■ Task
Go through the following data and transcribe exactly the stretch of lines from the one holding "let mut next = current.clone();" to the one holding "prev.page = Some(page - 1);", both included.

■ Input records

========

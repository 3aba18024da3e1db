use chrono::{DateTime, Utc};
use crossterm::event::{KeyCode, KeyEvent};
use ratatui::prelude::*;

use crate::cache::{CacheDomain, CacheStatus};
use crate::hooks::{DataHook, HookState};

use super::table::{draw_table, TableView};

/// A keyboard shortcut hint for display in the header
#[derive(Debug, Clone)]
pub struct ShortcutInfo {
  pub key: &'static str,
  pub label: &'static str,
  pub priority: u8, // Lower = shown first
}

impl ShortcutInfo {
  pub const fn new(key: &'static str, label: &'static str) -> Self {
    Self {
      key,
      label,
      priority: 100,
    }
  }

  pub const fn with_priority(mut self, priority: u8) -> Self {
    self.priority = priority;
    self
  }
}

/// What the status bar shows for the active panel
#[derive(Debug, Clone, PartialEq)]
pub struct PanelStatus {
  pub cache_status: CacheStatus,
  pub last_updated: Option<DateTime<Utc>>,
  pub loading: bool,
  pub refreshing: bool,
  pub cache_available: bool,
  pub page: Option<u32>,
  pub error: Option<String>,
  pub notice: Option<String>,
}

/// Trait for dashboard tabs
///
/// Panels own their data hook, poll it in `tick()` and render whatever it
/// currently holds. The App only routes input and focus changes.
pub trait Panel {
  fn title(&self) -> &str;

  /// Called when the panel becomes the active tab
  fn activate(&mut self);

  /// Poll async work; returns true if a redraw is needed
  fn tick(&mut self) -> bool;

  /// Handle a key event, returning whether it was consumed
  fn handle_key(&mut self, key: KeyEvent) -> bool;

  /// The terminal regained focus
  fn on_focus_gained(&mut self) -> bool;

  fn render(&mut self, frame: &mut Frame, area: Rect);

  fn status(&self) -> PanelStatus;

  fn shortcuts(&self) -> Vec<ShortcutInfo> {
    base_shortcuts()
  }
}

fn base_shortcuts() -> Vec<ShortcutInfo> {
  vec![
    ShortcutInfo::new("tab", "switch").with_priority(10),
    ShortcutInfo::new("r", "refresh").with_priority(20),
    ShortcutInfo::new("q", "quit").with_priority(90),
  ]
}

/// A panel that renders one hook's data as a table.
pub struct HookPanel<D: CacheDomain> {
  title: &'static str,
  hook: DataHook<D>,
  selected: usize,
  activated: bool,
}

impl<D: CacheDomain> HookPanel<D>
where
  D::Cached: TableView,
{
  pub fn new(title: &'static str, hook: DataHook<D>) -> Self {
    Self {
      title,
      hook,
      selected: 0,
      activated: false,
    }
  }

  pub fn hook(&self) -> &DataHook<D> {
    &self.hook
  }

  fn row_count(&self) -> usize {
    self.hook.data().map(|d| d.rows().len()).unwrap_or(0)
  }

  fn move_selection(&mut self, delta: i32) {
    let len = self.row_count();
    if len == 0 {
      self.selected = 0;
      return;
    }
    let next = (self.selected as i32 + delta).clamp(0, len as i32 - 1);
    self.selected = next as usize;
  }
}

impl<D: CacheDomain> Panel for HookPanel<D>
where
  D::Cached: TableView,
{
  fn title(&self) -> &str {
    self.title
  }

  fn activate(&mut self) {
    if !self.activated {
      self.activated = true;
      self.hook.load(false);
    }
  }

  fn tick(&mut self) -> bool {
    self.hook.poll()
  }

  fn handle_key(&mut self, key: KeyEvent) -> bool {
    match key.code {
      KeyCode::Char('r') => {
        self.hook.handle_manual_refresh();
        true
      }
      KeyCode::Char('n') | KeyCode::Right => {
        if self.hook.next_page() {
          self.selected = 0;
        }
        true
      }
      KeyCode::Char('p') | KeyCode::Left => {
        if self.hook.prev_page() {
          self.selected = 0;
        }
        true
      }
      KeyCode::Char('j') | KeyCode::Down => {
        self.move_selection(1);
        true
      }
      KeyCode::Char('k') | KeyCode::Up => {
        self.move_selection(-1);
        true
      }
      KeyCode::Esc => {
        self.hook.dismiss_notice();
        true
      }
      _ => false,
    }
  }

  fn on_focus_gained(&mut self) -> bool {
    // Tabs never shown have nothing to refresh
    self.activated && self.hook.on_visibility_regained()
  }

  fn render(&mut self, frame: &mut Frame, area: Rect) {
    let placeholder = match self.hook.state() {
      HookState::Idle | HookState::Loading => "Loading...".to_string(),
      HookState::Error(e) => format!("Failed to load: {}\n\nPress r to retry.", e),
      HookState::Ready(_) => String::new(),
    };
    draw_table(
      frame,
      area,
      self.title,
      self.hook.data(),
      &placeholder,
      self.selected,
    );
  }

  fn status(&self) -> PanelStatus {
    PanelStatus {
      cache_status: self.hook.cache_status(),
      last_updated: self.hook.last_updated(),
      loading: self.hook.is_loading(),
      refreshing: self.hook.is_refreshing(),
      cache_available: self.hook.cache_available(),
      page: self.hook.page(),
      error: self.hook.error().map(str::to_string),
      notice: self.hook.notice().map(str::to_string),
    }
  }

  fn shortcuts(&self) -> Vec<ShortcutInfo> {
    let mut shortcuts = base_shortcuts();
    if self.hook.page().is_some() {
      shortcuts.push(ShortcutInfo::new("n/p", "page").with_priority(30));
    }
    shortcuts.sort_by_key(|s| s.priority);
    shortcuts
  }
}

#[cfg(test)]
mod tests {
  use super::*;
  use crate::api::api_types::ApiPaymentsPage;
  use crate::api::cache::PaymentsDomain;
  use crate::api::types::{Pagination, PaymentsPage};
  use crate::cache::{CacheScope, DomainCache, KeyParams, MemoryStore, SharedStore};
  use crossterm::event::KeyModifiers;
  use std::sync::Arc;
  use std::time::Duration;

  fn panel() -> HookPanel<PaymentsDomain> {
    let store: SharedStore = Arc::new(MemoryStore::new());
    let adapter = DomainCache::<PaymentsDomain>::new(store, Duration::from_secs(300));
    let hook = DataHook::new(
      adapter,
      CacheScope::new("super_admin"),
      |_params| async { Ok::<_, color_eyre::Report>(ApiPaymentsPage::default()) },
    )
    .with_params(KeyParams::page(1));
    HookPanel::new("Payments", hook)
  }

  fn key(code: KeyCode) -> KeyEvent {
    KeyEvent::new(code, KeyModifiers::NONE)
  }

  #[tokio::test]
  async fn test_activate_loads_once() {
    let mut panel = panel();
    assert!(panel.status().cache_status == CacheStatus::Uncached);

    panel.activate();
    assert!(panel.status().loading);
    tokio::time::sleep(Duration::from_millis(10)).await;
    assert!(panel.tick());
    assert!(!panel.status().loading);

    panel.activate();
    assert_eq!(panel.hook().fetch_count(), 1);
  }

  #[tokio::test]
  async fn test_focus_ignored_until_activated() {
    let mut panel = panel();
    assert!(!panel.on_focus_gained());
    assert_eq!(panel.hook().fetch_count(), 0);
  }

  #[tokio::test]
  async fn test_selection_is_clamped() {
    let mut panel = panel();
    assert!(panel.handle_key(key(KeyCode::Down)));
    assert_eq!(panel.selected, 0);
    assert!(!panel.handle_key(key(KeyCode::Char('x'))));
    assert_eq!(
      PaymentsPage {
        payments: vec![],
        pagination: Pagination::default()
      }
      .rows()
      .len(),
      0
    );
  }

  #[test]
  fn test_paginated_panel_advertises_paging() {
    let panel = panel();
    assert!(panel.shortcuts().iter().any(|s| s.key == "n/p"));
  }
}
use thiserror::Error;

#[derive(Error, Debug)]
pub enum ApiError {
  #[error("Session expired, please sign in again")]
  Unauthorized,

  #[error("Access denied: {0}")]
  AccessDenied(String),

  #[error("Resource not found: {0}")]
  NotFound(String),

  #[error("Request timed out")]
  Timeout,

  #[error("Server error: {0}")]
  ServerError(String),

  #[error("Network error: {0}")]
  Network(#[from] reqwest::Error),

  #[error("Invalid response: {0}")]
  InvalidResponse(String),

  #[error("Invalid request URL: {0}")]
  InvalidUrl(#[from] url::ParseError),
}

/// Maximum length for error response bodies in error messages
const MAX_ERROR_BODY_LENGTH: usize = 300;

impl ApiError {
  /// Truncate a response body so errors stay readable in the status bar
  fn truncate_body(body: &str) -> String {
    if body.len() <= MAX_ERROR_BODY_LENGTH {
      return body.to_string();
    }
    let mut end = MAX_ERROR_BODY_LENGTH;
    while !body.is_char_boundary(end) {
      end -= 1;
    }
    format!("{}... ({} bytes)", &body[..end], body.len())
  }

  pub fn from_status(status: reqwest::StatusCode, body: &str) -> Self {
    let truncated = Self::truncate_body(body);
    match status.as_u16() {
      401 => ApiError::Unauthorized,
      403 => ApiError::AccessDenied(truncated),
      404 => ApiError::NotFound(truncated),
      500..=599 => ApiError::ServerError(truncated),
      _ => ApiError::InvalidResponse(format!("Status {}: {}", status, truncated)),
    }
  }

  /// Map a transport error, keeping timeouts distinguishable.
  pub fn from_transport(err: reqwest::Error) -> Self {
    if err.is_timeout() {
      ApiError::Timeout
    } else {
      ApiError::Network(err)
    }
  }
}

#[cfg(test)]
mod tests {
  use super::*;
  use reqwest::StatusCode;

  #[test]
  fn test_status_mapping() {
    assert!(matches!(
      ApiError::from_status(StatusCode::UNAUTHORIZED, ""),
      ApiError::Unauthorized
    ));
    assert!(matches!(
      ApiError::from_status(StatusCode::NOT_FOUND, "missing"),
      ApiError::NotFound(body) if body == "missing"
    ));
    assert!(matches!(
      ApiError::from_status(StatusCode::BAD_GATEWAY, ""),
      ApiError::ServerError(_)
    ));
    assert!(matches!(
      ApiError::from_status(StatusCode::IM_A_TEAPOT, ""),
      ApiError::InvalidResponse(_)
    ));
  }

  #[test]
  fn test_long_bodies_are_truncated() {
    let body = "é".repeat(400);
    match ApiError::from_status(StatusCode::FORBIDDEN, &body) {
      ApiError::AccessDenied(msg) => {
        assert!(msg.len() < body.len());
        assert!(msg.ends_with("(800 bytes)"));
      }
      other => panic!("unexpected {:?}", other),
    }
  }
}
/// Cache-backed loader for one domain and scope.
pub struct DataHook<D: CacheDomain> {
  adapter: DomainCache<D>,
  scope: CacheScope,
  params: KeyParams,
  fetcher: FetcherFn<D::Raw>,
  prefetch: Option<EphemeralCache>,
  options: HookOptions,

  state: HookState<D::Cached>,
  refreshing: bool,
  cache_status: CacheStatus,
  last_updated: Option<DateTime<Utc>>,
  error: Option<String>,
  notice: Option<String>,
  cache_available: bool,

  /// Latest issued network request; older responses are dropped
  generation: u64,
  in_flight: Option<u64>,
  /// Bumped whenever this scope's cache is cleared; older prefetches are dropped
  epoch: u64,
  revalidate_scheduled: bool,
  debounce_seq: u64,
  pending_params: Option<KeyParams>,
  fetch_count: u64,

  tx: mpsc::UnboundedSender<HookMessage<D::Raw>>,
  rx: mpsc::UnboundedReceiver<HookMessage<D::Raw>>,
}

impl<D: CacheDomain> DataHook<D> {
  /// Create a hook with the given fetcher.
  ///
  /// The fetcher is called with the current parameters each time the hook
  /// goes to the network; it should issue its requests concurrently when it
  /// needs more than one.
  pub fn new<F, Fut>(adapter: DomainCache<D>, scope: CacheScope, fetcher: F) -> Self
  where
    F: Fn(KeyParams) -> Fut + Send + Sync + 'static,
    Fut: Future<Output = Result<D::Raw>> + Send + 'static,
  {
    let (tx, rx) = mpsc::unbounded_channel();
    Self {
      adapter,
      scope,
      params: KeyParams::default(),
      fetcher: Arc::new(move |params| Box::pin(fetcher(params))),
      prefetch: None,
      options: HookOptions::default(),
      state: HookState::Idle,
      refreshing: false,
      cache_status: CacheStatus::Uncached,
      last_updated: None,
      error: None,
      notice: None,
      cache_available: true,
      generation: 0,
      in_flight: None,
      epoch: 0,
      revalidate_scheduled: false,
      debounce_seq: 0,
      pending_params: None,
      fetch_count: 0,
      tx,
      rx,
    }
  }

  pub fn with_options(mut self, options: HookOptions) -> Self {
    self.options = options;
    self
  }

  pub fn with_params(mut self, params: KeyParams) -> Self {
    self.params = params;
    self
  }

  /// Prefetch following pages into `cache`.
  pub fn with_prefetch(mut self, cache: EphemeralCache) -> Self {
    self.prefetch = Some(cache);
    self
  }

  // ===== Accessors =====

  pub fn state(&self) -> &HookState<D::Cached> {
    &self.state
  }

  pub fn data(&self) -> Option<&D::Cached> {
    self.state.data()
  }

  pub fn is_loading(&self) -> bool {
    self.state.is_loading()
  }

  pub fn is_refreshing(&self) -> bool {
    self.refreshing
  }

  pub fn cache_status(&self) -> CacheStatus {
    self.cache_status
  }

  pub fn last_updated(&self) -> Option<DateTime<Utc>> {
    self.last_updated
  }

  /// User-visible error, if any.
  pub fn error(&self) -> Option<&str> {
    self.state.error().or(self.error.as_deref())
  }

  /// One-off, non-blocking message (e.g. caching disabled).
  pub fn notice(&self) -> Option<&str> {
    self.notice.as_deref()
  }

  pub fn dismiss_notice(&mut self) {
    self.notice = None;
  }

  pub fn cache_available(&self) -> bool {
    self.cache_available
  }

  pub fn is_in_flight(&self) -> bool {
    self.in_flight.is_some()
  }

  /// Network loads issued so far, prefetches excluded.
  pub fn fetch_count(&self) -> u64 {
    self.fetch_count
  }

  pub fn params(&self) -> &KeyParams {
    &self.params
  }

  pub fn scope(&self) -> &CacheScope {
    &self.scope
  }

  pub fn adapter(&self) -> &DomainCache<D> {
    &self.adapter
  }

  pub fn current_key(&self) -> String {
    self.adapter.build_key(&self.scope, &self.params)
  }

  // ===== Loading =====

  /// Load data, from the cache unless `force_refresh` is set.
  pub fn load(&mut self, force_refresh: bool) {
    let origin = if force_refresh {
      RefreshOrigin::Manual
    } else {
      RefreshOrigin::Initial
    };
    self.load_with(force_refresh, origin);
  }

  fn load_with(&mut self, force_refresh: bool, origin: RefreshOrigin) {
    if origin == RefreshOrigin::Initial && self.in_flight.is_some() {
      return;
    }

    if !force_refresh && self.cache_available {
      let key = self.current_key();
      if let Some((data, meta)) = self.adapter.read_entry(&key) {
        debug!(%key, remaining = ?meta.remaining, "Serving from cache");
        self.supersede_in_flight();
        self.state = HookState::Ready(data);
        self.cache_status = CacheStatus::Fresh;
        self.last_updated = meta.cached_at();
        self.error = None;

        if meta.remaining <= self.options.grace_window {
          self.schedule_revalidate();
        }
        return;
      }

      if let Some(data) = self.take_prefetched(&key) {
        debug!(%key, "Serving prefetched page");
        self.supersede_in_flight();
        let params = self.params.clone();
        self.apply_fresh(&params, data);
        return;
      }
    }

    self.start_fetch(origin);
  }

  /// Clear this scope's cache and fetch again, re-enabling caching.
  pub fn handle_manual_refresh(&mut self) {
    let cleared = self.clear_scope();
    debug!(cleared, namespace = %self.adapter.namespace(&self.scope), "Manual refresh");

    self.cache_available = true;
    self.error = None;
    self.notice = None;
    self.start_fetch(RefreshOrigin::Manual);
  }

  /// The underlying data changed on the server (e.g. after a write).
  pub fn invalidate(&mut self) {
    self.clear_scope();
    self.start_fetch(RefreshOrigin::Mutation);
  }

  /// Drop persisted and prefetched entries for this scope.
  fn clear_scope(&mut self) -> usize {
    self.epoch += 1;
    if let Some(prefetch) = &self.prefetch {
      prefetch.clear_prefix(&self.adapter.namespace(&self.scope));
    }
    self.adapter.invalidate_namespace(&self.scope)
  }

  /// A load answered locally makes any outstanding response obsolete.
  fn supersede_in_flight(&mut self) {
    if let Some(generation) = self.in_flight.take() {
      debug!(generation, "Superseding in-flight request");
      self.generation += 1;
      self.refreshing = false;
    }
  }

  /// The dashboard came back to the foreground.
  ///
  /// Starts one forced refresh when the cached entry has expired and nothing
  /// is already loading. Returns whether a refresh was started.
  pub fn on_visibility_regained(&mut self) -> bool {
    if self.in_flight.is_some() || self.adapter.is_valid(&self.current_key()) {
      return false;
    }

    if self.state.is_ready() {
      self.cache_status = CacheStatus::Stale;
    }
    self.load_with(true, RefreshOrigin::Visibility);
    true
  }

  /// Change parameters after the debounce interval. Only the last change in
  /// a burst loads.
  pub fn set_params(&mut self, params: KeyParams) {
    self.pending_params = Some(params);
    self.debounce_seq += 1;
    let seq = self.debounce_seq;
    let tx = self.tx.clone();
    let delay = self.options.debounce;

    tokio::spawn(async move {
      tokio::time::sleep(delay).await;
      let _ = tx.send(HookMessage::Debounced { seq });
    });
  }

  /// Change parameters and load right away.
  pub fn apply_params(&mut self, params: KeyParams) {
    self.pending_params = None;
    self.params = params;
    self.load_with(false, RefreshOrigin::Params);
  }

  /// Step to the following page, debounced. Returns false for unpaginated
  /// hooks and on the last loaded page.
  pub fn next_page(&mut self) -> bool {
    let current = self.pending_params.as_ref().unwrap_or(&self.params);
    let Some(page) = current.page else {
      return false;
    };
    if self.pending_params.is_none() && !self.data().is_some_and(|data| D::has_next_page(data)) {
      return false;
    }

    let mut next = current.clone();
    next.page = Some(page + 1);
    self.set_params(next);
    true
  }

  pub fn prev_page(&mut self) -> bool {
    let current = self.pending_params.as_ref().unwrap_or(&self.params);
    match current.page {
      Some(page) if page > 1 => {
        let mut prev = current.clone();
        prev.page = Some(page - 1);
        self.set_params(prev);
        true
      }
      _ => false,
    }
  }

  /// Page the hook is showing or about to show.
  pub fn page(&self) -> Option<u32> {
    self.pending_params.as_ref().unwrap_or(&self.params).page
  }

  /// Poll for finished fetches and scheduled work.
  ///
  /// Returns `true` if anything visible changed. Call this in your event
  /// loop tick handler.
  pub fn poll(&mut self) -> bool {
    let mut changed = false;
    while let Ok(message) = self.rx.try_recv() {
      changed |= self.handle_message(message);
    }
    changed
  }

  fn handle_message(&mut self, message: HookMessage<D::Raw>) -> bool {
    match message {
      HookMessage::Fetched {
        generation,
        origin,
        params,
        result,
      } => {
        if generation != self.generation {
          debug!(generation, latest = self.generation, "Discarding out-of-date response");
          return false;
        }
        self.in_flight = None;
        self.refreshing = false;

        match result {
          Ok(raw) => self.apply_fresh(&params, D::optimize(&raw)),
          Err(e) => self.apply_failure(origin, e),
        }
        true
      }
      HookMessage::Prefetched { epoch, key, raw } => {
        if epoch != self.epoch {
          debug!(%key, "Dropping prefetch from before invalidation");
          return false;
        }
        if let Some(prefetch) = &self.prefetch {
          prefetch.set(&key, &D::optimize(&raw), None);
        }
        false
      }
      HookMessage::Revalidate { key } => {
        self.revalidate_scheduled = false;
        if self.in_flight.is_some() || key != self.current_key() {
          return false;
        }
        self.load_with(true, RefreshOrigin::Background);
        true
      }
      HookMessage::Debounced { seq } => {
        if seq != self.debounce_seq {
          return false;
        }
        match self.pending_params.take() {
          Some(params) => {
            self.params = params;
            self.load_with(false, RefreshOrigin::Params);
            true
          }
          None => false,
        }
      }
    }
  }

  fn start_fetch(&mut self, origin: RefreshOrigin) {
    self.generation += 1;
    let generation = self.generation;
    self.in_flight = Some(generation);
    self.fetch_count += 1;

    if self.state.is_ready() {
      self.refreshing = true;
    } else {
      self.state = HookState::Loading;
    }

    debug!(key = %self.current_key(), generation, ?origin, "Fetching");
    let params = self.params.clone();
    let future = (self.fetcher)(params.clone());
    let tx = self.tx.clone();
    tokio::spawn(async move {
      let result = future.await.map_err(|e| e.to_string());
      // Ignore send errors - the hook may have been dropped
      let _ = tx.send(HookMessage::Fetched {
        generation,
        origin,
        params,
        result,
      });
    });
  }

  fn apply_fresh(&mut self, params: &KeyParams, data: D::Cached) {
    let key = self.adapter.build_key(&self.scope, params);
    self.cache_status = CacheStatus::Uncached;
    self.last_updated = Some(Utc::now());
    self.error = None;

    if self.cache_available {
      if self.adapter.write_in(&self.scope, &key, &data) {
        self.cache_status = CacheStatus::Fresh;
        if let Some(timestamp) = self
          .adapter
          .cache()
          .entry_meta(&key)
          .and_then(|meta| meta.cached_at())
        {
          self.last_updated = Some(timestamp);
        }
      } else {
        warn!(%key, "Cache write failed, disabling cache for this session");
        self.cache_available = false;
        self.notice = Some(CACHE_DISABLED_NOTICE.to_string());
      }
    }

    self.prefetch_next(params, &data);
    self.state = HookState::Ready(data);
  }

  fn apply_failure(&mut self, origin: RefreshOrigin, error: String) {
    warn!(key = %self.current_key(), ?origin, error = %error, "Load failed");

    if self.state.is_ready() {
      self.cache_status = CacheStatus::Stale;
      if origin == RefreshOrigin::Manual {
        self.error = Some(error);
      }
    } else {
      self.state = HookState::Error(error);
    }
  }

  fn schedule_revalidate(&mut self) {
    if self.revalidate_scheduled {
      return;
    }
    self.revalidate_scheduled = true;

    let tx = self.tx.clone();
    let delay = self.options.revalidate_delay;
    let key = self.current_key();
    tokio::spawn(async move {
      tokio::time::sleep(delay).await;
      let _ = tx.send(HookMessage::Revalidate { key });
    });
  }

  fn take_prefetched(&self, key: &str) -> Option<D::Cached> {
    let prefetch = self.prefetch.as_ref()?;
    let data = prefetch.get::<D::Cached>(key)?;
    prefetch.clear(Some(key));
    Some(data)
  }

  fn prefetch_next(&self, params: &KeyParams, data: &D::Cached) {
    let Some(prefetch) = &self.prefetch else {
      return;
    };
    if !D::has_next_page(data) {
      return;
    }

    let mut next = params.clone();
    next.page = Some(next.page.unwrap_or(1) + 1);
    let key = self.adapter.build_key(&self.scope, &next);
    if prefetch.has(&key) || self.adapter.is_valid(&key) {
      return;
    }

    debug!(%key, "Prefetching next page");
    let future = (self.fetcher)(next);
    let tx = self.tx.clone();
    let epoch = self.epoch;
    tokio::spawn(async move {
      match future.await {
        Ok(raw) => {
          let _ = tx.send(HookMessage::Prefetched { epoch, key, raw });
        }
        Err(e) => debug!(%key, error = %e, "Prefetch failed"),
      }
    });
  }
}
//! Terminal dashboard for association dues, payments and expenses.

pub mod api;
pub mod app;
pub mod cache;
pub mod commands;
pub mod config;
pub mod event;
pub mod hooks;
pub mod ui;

========

■ Solution to the problem
    let mut next = current.clone();
    next.page = Some(page + 1);
    self.set_params(next);
    true
  }

  pub fn prev_page(&mut self) -> bool {
    let current = self.pending_params.as_ref().unwrap_or(&self.params);
    match current.page {
      Some(page) if page > 1 => {
        let mut prev = current.clone();
        prev.page = Some(page - 1);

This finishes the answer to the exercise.